Table Seating Plan Tips

'Lanes' wedding seating chart with a leaf design
When thinking about  your wedding reception, it’s a good idea to get started on your seating plan at least a couple of weeks before the special day, and have most of it done with a week to spare for final changes.  Last-minute changes could include adding new guests or people dropping out.
Plan the layout of the room first and consider speeches, cake cutting, photography and easy access for caterers and then get started on the seating arrangements. 

Who sits at the Top Table?
By tradition, the top table will be oblong and facing towards the room.
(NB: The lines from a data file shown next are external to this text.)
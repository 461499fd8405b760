pub mod logging;
pub mod rate_limit;

pub use logging::*;
pub use rate_limit::*;
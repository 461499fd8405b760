use std::collections::HashSet;
use std::io::{Cursor, Write};

use tracing::{debug, info};
use zip::write::SimpleFileOptions;
use zip::{CompressionMethod, ZipWriter};

use crate::error::{AppError, AppResult};
use crate::models::{secure_filename, CodeBlock};

pub const ARCHIVE_NAME: &str = "code_files.zip";

/// Packs every code block into a zip archive, one text file per block.
pub fn build_archive(blocks: &[CodeBlock]) -> AppResult<Vec<u8>> {
    if blocks.is_empty() {
        return Err(AppError::validation("document contains no code blocks"));
    }

    let mut zip = ZipWriter::new(Cursor::new(Vec::new()));
    let options = SimpleFileOptions::default().compression_method(CompressionMethod::Deflated);
    let mut used = HashSet::new();

    for block in blocks {
        let name = unique_entry_name(&block.qlocation, &mut used);
        debug!(entry = %name, bytes = block.code.len(), "Adding text file");
        zip.start_file(name.as_str(), options)
            .map_err(|e| AppError::processing(format!("Failed to add {} to archive: {}", name, e)))?;
        zip.write_all(block.code.as_bytes())?;
    }

    let bytes = zip
        .finish()
        .map_err(|e| AppError::processing(format!("Failed to finish archive: {}", e)))?
        .into_inner();
    info!(files = blocks.len(), bytes = bytes.len(), "Text file archive written");
    Ok(bytes)
}

/// Sanitizes `qlocation` and appends `_2`, `_3`... before the extension on clashes.
fn unique_entry_name(qlocation: &str, used: &mut HashSet<String>) -> String {
    let mut safe = secure_filename(qlocation);
    if safe.is_empty() || safe == "txt" {
        safe = "code.txt".to_string();
    }

    let (stem, extension) = match safe.rsplit_once('.') {
        Some((stem, ext)) if !stem.is_empty() => (stem.to_string(), format!(".{}", ext)),
        _ => (safe.clone(), String::new()),
    };

    let mut candidate = safe;
    let mut counter = 2;
    while used.contains(&candidate) {
        candidate = format!("{}_{}{}", stem, counter, extension);
        counter += 1;
    }
    used.insert(candidate.clone());
    candidate
}
pub mod exercise;
pub mod request;
pub mod response;

pub use exercise::*;
pub use request::*;
pub use response::*;
//! docshift
//!
//! Upload service for Word exercise documents: converts them into an Excel
//! workbook of exercises and questions, or into a zip of their code files,
//! and serves the upload page that drives both.

pub mod config;
pub mod error;
pub mod handlers;
pub mod middleware;
pub mod models;
pub mod services;
pub mod state;
pub mod ui;

pub use config::Config;
pub use error::{AppError, AppResult};
pub use handlers::create_router;
pub use state::AppState;
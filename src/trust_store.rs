//! CRLs already present in the local trust store.
//!
//! Trust store tooling stores the CRL of a trusted certificate next to it as
//! `<subject hash>.r<n>`. Those files are already PEM and are copied verbatim.

use std::path::Path;

use tokio::fs;
use tracing::{debug, info, warn};
use walkdir::WalkDir;

/// Whether `path` names a CRL sidecar: an extension of `r` followed by digits.
pub fn is_crl_sidecar(path: &Path) -> bool {
    path.extension()
        .and_then(|ext| ext.to_str())
        .and_then(|ext| ext.strip_prefix('r'))
        .is_some_and(|index| !index.is_empty() && index.bytes().all(|b| b.is_ascii_digit()))
}

/// Read every CRL sidecar in `directory`, ordered by file name.
///
/// Files that vanish or cannot be read between listing and reading are
/// reported and skipped.
pub async fn load_crls(directory: &Path) -> Vec<String> {
    let mut crls = Vec::new();

    if !directory.is_dir() {
        warn!(
            "[!!] trust store directory {} not found",
            directory.display()
        );
        return crls;
    }

    let entries = WalkDir::new(directory)
        .min_depth(1)
        .max_depth(1)
        .follow_links(true)
        .sort_by_file_name();

    for entry in entries {
        let entry = match entry {
            Ok(entry) => entry,
            Err(e) => {
                warn!("[!!] skipping trust store entry ({})", e);
                continue;
            }
        };

        if !entry.file_type().is_file() || !is_crl_sidecar(entry.path()) {
            continue;
        }

        match fs::read_to_string(entry.path()).await {
            Ok(content) => {
                debug!("Loaded CRL {}", entry.path().display());
                crls.push(content.trim().to_string());
            }
            Err(e) => {
                warn!("[!!] skipping {} ({})", entry.path().display(), e);
            }
        }
    }

    info!(
        "[i] {} CRLs found in trust store {}",
        crls.len(),
        directory.display()
    );
    crls
}
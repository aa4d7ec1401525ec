use std::io::IsTerminal;
use std::sync::OnceLock;
use tracing_subscriber::{
    EnvFilter, fmt, layer::SubscriberExt as _, util::SubscriberInitExt as _,
};

static INIT: OnceLock<()> = OnceLock::new();

/// Diagnostics go to stderr; stdout is reserved for the bundle itself.
pub fn init_tracing() {
    let _ = INIT.get_or_init(|| {
        let env_filter =
            EnvFilter::try_from_default_env().unwrap_or_else(|_| EnvFilter::new("info"));
        let _ = tracing_subscriber::registry()
            .with(
                fmt::layer()
                    .with_writer(std::io::stderr)
                    .with_ansi(std::io::stderr().is_terminal())
                    .with_target(false),
            )
            .with(env_filter)
            .try_init();
    });
}
use tracing::{debug, warn};
use x509_parser::oid_registry::OID_X509_EXT_CRL_DISTRIBUTION_POINTS;
use x509_parser::prelude::*;

use super::errors::{CrlError, CrlResult};

/// Position of the name used from a distribution point's `fullName` list.
///
/// Only this name is fetched; the remaining names are never tried as
/// fallbacks.
pub const FULL_NAME_INDEX: usize = 0;

const CERTIFICATE_PEM_TAG: &str = "CERTIFICATE";

/// What the harvester needs to know about a captured certificate.
#[derive(Debug)]
pub struct CertificateInfo {
    pub subject: String,
    pub issuer: String,
    /// One entry per distribution point, in extension order.
    pub distribution_points: Vec<CrlResult<String>>,
}

impl CertificateInfo {
    /// Decode a PEM certificate and collect its distribution point URIs.
    pub fn from_pem(text: &str) -> CrlResult<Self> {
        let pem = ::pem::parse(text)?;
        if pem.tag() != CERTIFICATE_PEM_TAG {
            return Err(CrlError::UnexpectedPemTag(pem.tag().to_string()));
        }

        let (_, cert) =
            X509Certificate::from_der(pem.contents()).map_err(|e| CrlError::Parse(e.into()))?;

        Ok(Self {
            subject: cert.subject().to_string(),
            issuer: cert.issuer().to_string(),
            distribution_points: distribution_point_uris(&cert),
        })
    }
}

/// Extract CRL distribution points from a certificate
///
/// Extensions are selected by OID (2.5.29.31). A certificate without the
/// extension yields nothing.
pub fn distribution_point_uris(cert: &X509Certificate<'_>) -> Vec<CrlResult<String>> {
    let mut uris = Vec::new();

    for ext in cert.extensions() {
        if ext.oid != OID_X509_EXT_CRL_DISTRIBUTION_POINTS {
            continue;
        }

        match ext.parsed_extension() {
            ParsedExtension::CRLDistributionPoints(points) => {
                debug!("Found {} CRL distribution points", points.points.len());
                uris.extend(points.points.iter().map(first_uri));
            }
            other => {
                warn!("Malformed CRL Distribution Points extension: {:?}", other);
                uris.push(Err(CrlError::UnsupportedName(
                    "malformed CRL Distribution Points extension".to_string(),
                )));
            }
        }
    }

    uris
}

fn first_uri(point: &CRLDistributionPoint<'_>) -> CrlResult<String> {
    match &point.distribution_point {
        Some(DistributionPointName::FullName(names)) => match names.get(FULL_NAME_INDEX) {
            Some(GeneralName::URI(uri)) => Ok(uri.to_string()),
            Some(other) => Err(CrlError::UnsupportedName(format!("{other:?}"))),
            None => Err(CrlError::NoDistributionPoint),
        },
        Some(DistributionPointName::NameRelativeToCRLIssuer(_)) => Err(
            CrlError::UnsupportedName("name relative to CRL issuer".to_string()),
        ),
        None => Err(CrlError::NoDistributionPoint),
    }
}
In modern times, you are not obliged to have your families sitting with you on the top table (particularly if there are challenging family politics to consider) and therefore you may wish to alter the following customary layout:
Facing the Table, from Left to Right: 
Chief Bridesmaid, Father of the Groom, Mother of the Bride, Groom, Bride, Father of the Bride, Mother of the Groom, Best Man. 
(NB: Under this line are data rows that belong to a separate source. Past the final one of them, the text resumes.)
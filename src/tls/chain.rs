use std::pin::Pin;

use async_trait::async_trait;
use openssl::x509::X509Ref;
use tokio::io::{AsyncBufReadExt, AsyncReadExt, AsyncWriteExt, BufReader};
use tokio::net::TcpStream;
use tokio::time::timeout;
use tokio_openssl::SslStream;
use tracing::{debug, error, info, instrument, warn};

use super::Domain;
use super::errors::{TlsError, TlsResult};
use super::policy::TlsPolicy;

/// Upper bound on the bytes read while waiting for the response status line.
const MAX_STATUS_LINE: u64 = 8 * 1024;

/// Source of verified certificate chains.
#[cfg_attr(test, mockall::automock)]
#[async_trait]
pub trait ChainFetcher: Send + Sync {
    /// Returns the chain validated during the handshake, leaf first, each
    /// certificate PEM encoded.
    async fn fetch_chain(&self, domain: &Domain) -> TlsResult<Vec<String>>;
}

/// Captures chains over real TLS connections using a shared [`TlsPolicy`].
#[derive(Debug, Clone)]
pub struct TlsChainFetcher {
    policy: TlsPolicy,
}

impl TlsChainFetcher {
    pub fn new(policy: TlsPolicy) -> Self {
        Self { policy }
    }

    async fn capture(&self, domain: &Domain) -> TlsResult<Vec<String>> {
        let stream = TcpStream::connect((domain.as_str(), self.policy.port())).await?;

        let ssl = self
            .policy
            .connector()
            .configure()?
            .into_ssl(domain.as_str())?;
        let mut tls = SslStream::new(ssl, stream)?;
        Pin::new(&mut tls).connect().await?;
        debug!("Handshake with {} complete", domain);

        // Only the response head is read; the body is never consumed.
        let request = format!(
            "GET / HTTP/1.1\r\nHost: {domain}\r\nConnection: close\r\nAccept: */*\r\n\r\n"
        );
        tls.write_all(request.as_bytes()).await?;
        tls.flush().await?;

        let mut status_line = String::new();
        {
            let mut reader = BufReader::new((&mut tls).take(MAX_STATUS_LINE));
            reader.read_line(&mut status_line).await?;
        }
        if !status_line.starts_with("HTTP/") {
            return Err(TlsError::Protocol(status_line.trim_end().to_string()));
        }
        debug!("{} answered {}", domain, status_line.trim_end());

        let chain = tls.ssl().verified_chain().ok_or(TlsError::NoVerifiedChain)?;
        chain.iter().map(encode_pem).collect()
    }
}

#[async_trait]
impl ChainFetcher for TlsChainFetcher {
    #[instrument(skip(self))]
    async fn fetch_chain(&self, domain: &Domain) -> TlsResult<Vec<String>> {
        let limit = self.policy.timeout();
        match timeout(limit, self.capture(domain)).await {
            Ok(result) => result,
            Err(_) => Err(TlsError::Timeout(limit)),
        }
    }
}

fn encode_pem(cert: &X509Ref) -> TlsResult<String> {
    let pem = cert.to_pem()?;
    Ok(String::from_utf8_lossy(&pem).into_owned())
}

/// Collect the verified chains of all `domains`, in input order.
///
/// IP literals are refused without touching the network. A domain that
/// fails for any reason contributes nothing; the remaining domains are
/// still processed.
pub async fn fetch_chains<F>(fetcher: &F, domains: &[String]) -> Vec<String>
where
    F: ChainFetcher + ?Sized,
{
    let mut certificates = Vec::new();

    for input in domains {
        let domain = match Domain::parse(input) {
            Ok(domain) => domain,
            Err(e) => {
                warn!("[!!] {}", e);
                continue;
            }
        };

        let url = domain.url();
        info!("[i] fetch certificate for {}", url);
        match fetcher.fetch_chain(&domain).await {
            Ok(chain) => {
                debug!("{} yielded {} certificates", url, chain.len());
                certificates.extend(chain);
            }
            Err(e) => {
                error!("[!!] Chain fetch failed for {} ({})", url, e);
            }
        }
    }

    certificates
}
Making the table seating plan:

  •   Start making your table plan a couple of weeks before your special day so you’ll have most of it done a week before.
  •   Be prepared for those last-minute changes and final shuffling of guests.
  •   Use pieces of paper for the tables and write guests names on sticky notes and position them around the paper.
  •   Tables don’t need to be numbered, it’s quite nice to use table names instead, something relevant or meaningful to you and your spouse – favourite cities, singers/bands or actors, for example.
  •   List surnames by alphabetical order on the Table Plan so that guests can easily find their tables.
  •   Mixing your guests helps people mingle.  Try to alternate males and females for an equal balance and keep couples on the same table. Ultimately, try to blend people who you think might have common interests, whilst making sure everyone knows at least one other person on their table.
  •   Try to spread the number of guests evenly on the tables and stick to a maximum of 10 on round tables.
  •   Think about anyone who might need easy bathroom access.
  •   If you’re having a very large wedding, you could have two seating charts so to avoid large crowds blocking the reception entrance.